[m-users.] Read text files encoded as Latin1 or UTF16-LE

Peter Wang novalazy at gmail.com
Mon Oct 21 12:03:15 AEDT 2019


On Sun, 20 Oct 2019 12:27:38 +0200, Dirk Ziegemeyer <dirk at ziegemeyer.de> wrote:
> Hi,
> 
> > Am 19.10.2019 um 02:58 schrieb Peter Wang <novalazy at gmail.com>:
> > 
> > There is not yet any way to specify an encoding when opening streams.
> > We would add a new version of io.open_input that takes an encoding
> > argument. That should be fairly easy to add for the Java/C# backends.
> 
> Maybe also add a predicate to change encoding of an already opened input stream? This might be useful when reading XML documents where encoding is specified in the XML declaration on top of the file. 
> 

Yes, that's an interesting use case. The tricky part is if there is any
buffering between the decoder and the user; the underlying stream may
have advanced further where the user has read up to.

With the Java/C# style APIs, you can stack on buffering as a later
stage, unlike my suggestion for io.open_input. I don't know how XML
encoding declarations are normally handled though.

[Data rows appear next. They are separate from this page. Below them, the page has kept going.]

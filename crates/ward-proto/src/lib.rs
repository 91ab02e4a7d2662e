//! Protocol buffer definitions for the policy sync API.
//!
//! This crate provides the message types and gRPC client used by the sidecar
//! to receive policy state from the per-node policy sync server.
//!
//! # Communication Flow
//!
//! ```text
//! ┌─────────────────────────┐
//! │   Policy Sync Server    │
//! │      (node agent)       │
//! └───────────┬─────────────┘
//!             │ Server stream
//!             │ (SyncRequest → ToDataplane*)
//!             ▼
//! ┌─────────────────────────┐
//! │     Ward sidecar        │
//! │  ┌──────────────────┐   │
//! │  │   PolicyStore    │◄──┼──── evaluators read
//! │  └──────────────────┘   │
//! └─────────────────────────┘
//! ```
//!
//! The sidecar opens one `Sync` call with an empty [`SyncRequest`]. The server
//! first replays the full state for the workload, sends [`InSync`], and then
//! keeps streaming incremental updates for as long as the connection lives.
//!
//! # Key Message Types
//!
//! - [`IpSetUpdate`]: Full membership of an IP set (additive)
//! - [`IpSetDeltaUpdate`]: Members added to and removed from an existing IP set
//! - [`ActivePolicyUpdate`] / [`ActiveProfileUpdate`]: Rule payloads keyed by id
//! - [`WorkloadEndpointUpdate`]: The local workload endpoint
//! - [`InSync`]: End of the initial state replay
//!
//! The message structs are written with `prost` derives rather than generated
//! by a build script, so building the workspace does not require `protoc`.

mod client;

pub use client::PolicySyncClient;

/// Fully qualified gRPC service name
pub const SERVICE_NAME: &str = "felix.PolicySync";

/// HTTP/2 path of the `Sync` method
pub const SYNC_PATH: &str = "/felix.PolicySync/Sync";

/// Request that opens the sync stream. The server identifies the workload
/// from the connection, so the request carries no fields.
#[derive(Clone, PartialEq, ::prost::Message)]
pub struct SyncRequest {}

/// One update pushed from the policy sync server
#[derive(Clone, PartialEq, ::prost::Message)]
pub struct ToDataplane {
    /// Monotonic sequence number assigned by the server
    #[prost(uint64, tag = "1")]
    pub sequence_number: u64,
    #[prost(oneof = "to_dataplane::Payload", tags = "2, 3, 4, 5, 6, 7, 8, 9, 10, 11")]
    pub payload: Option<to_dataplane::Payload>,
}

/// Nested types for [`ToDataplane`]
pub mod to_dataplane {
    /// The update carried by a [`super::ToDataplane`]. Payloads added by newer
    /// servers decode as `None` on the parent message.
    #[derive(Clone, PartialEq, ::prost::Oneof)]
    pub enum Payload {
        #[prost(message, tag = "2")]
        InSync(super::InSync),
        #[prost(message, tag = "3")]
        IpsetUpdate(super::IpSetUpdate),
        #[prost(message, tag = "4")]
        IpsetDeltaUpdate(super::IpSetDeltaUpdate),
        #[prost(message, tag = "5")]
        IpsetRemove(super::IpSetRemove),
        #[prost(message, tag = "6")]
        ActiveProfileUpdate(super::ActiveProfileUpdate),
        #[prost(message, tag = "7")]
        ActiveProfileRemove(super::ActiveProfileRemove),
        #[prost(message, tag = "8")]
        ActivePolicyUpdate(super::ActivePolicyUpdate),
        #[prost(message, tag = "9")]
        ActivePolicyRemove(super::ActivePolicyRemove),
        #[prost(message, tag = "10")]
        WorkloadEndpointUpdate(super::WorkloadEndpointUpdate),
        #[prost(message, tag = "11")]
        WorkloadEndpointRemove(super::WorkloadEndpointRemove),
    }
}

/// Marks the end of the initial state replay
#[derive(Clone, PartialEq, ::prost::Message)]
pub struct InSync {}

/// How the members of an IP set are interpreted
#[derive(Clone, Copy, Debug, PartialEq, Eq, Hash, PartialOrd, Ord, ::prost::Enumeration)]
#[repr(i32)]
pub enum IpSetType {
    /// Single addresses, e.g. `10.0.0.1`
    Ip = 0,
    /// Address, protocol and port, e.g. `10.0.0.1,tcp:8080`
    IpAndPort = 1,
    /// CIDRs, e.g. `10.0.0.0/8`
    Net = 2,
}

impl IpSetType {
    /// Name as it appears in the protobuf definition
    pub fn as_str_name(&self) -> &'static str {
        match self {
            IpSetType::Ip => "IP",
            IpSetType::IpAndPort => "IP_AND_PORT",
            IpSetType::Net => "NET",
        }
    }
}

#[derive(Clone, PartialEq, ::prost::Message)]
pub struct IpSetUpdate {
    #[prost(string, tag = "1")]
    pub id: String,
    #[prost(string, repeated, tag = "2")]
    pub members: Vec<String>,
    #[prost(enumeration = "IpSetType", tag = "3")]
    pub r#type: i32,
}

#[derive(Clone, PartialEq, ::prost::Message)]
pub struct IpSetDeltaUpdate {
    #[prost(string, tag = "1")]
    pub id: String,
    #[prost(string, repeated, tag = "2")]
    pub added_members: Vec<String>,
    #[prost(string, repeated, tag = "3")]
    pub removed_members: Vec<String>,
}

#[derive(Clone, PartialEq, ::prost::Message)]
pub struct IpSetRemove {
    #[prost(string, tag = "1")]
    pub id: String,
}

/// Identifies a policy within a tier
#[derive(Clone, PartialEq, Eq, Hash, PartialOrd, Ord, ::prost::Message)]
pub struct PolicyId {
    #[prost(string, tag = "1")]
    pub tier: String,
    #[prost(string, tag = "2")]
    pub name: String,
}

#[derive(Clone, PartialEq, Eq, Hash, PartialOrd, Ord, ::prost::Message)]
pub struct ProfileId {
    #[prost(string, tag = "1")]
    pub name: String,
}

#[derive(Clone, PartialEq, ::prost::Message)]
pub struct ActivePolicyUpdate {
    #[prost(message, optional, tag = "1")]
    pub id: Option<PolicyId>,
    #[prost(message, optional, tag = "2")]
    pub policy: Option<Policy>,
}

#[derive(Clone, PartialEq, ::prost::Message)]
pub struct ActivePolicyRemove {
    #[prost(message, optional, tag = "1")]
    pub id: Option<PolicyId>,
}

#[derive(Clone, PartialEq, ::prost::Message)]
pub struct ActiveProfileUpdate {
    #[prost(message, optional, tag = "1")]
    pub id: Option<ProfileId>,
    #[prost(message, optional, tag = "2")]
    pub profile: Option<Profile>,
}

#[derive(Clone, PartialEq, ::prost::Message)]
pub struct ActiveProfileRemove {
    #[prost(message, optional, tag = "1")]
    pub id: Option<ProfileId>,
}

/// Ordered rule lists for a policy. The sidecar stores these verbatim; rule
/// evaluation happens elsewhere.
#[derive(Clone, PartialEq, ::prost::Message)]
pub struct Policy {
    #[prost(message, repeated, tag = "1")]
    pub inbound_rules: Vec<Rule>,
    #[prost(message, repeated, tag = "2")]
    pub outbound_rules: Vec<Rule>,
}

#[derive(Clone, PartialEq, ::prost::Message)]
pub struct Profile {
    #[prost(message, repeated, tag = "1")]
    pub inbound_rules: Vec<Rule>,
    #[prost(message, repeated, tag = "2")]
    pub outbound_rules: Vec<Rule>,
}

#[derive(Clone, PartialEq, ::prost::Message)]
pub struct Rule {
    #[prost(string, tag = "1")]
    pub action: String,
    #[prost(string, tag = "2")]
    pub protocol: String,
    #[prost(string, repeated, tag = "3")]
    pub src_net: Vec<String>,
    #[prost(string, repeated, tag = "4")]
    pub dst_net: Vec<String>,
    #[prost(message, repeated, tag = "5")]
    pub dst_ports: Vec<PortRange>,
    #[prost(string, repeated, tag = "6")]
    pub src_ip_set_ids: Vec<String>,
    #[prost(string, repeated, tag = "7")]
    pub dst_ip_set_ids: Vec<String>,
    #[prost(string, tag = "8")]
    pub rule_id: String,
}

#[derive(Clone, Copy, PartialEq, Eq, ::prost::Message)]
pub struct PortRange {
    #[prost(int32, tag = "1")]
    pub first: i32,
    #[prost(int32, tag = "2")]
    pub last: i32,
}

/// Identity of the workload endpoint the sidecar is attached to
#[derive(Clone, PartialEq, Eq, Hash, ::prost::Message)]
pub struct WorkloadEndpointId {
    #[prost(string, tag = "1")]
    pub orchestrator_id: String,
    #[prost(string, tag = "2")]
    pub workload_id: String,
    #[prost(string, tag = "3")]
    pub endpoint_id: String,
}

#[derive(Clone, PartialEq, ::prost::Message)]
pub struct WorkloadEndpoint {
    #[prost(string, tag = "1")]
    pub state: String,
    #[prost(string, tag = "2")]
    pub name: String,
    #[prost(string, tag = "3")]
    pub mac: String,
    #[prost(string, repeated, tag = "4")]
    pub profile_ids: Vec<String>,
    #[prost(string, repeated, tag = "5")]
    pub ipv4_nets: Vec<String>,
    #[prost(string, repeated, tag = "6")]
    pub ipv6_nets: Vec<String>,
    #[prost(message, repeated, tag = "7")]
    pub tiers: Vec<TierInfo>,
}

/// Policies that apply to the endpoint, grouped by tier in evaluation order
#[derive(Clone, PartialEq, ::prost::Message)]
pub struct TierInfo {
    #[prost(string, tag = "1")]
    pub name: String,
    #[prost(string, repeated, tag = "2")]
    pub ingress_policies: Vec<String>,
    #[prost(string, repeated, tag = "3")]
    pub egress_policies: Vec<String>,
}

#[derive(Clone, PartialEq, ::prost::Message)]
pub struct WorkloadEndpointUpdate {
    #[prost(message, optional, tag = "1")]
    pub id: Option<WorkloadEndpointId>,
    #[prost(message, optional, tag = "2")]
    pub endpoint: Option<WorkloadEndpoint>,
}

#[derive(Clone, PartialEq, ::prost::Message)]
pub struct WorkloadEndpointRemove {
    #[prost(message, optional, tag = "1")]
    pub id: Option<WorkloadEndpointId>,
}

> > For the C backends, there is iconv(3) on most platforms and probably
> > something equivalent on Windows. Probably we would want a stream
> > abstraction similar to stdio FILEs that does the conversions
> > transparency, so io.m can assume all input/output is UTF-8.
> > [The "MR_NEW_MERCURYFILE_STRUCT" stuff may be of use, or not.]
> > 
> > For reading/writing ISO-8859-1 or UTF-16 only, we wouldn't really
> > need an external library.
> 
> I would prefer not to depend on any additional LGPL library in order to make it easier to comply with licence conditions for statically linked binaries on Windows.

Yes, the GNU libiconv library is LGPL. On most platforms, iconv() is
included in the platform's standard C library. On Windows, we would need
an alternative iconv implementation or use the native API. All I can
find is MultiByteToWideChar so, in general, we would need to convert to
UTF-16 as an intermediate step before converting to UTF-8.

> 
> I’m curious how other users read files that are not UTF-8 encoded and if there is a need to cover any other type of exotic encodings.
> 
> Covering ISO-8859-1 and UTF-16 would be enough for my use cases. I read large ISO-8859-1 encoded files from data sources that are not under my control. Getting rid of calling iconv(1) would avoid creating large temporary files. I use UTF-16-LE to read small Excel spreadsheets with Mercury that were saved from within Excel as „Unicode.txt“. Saving as Unicode.txt turned out to produce always the same result regardless of using Excel on Mac or Windows and independent of the used locale setting (English vs. European). 

For the CSV library, you could implement two type class instances,
one to read bytes (from binary_input_streams) from ISO-8859-1 files and
return them as chars, and another for UTF-16.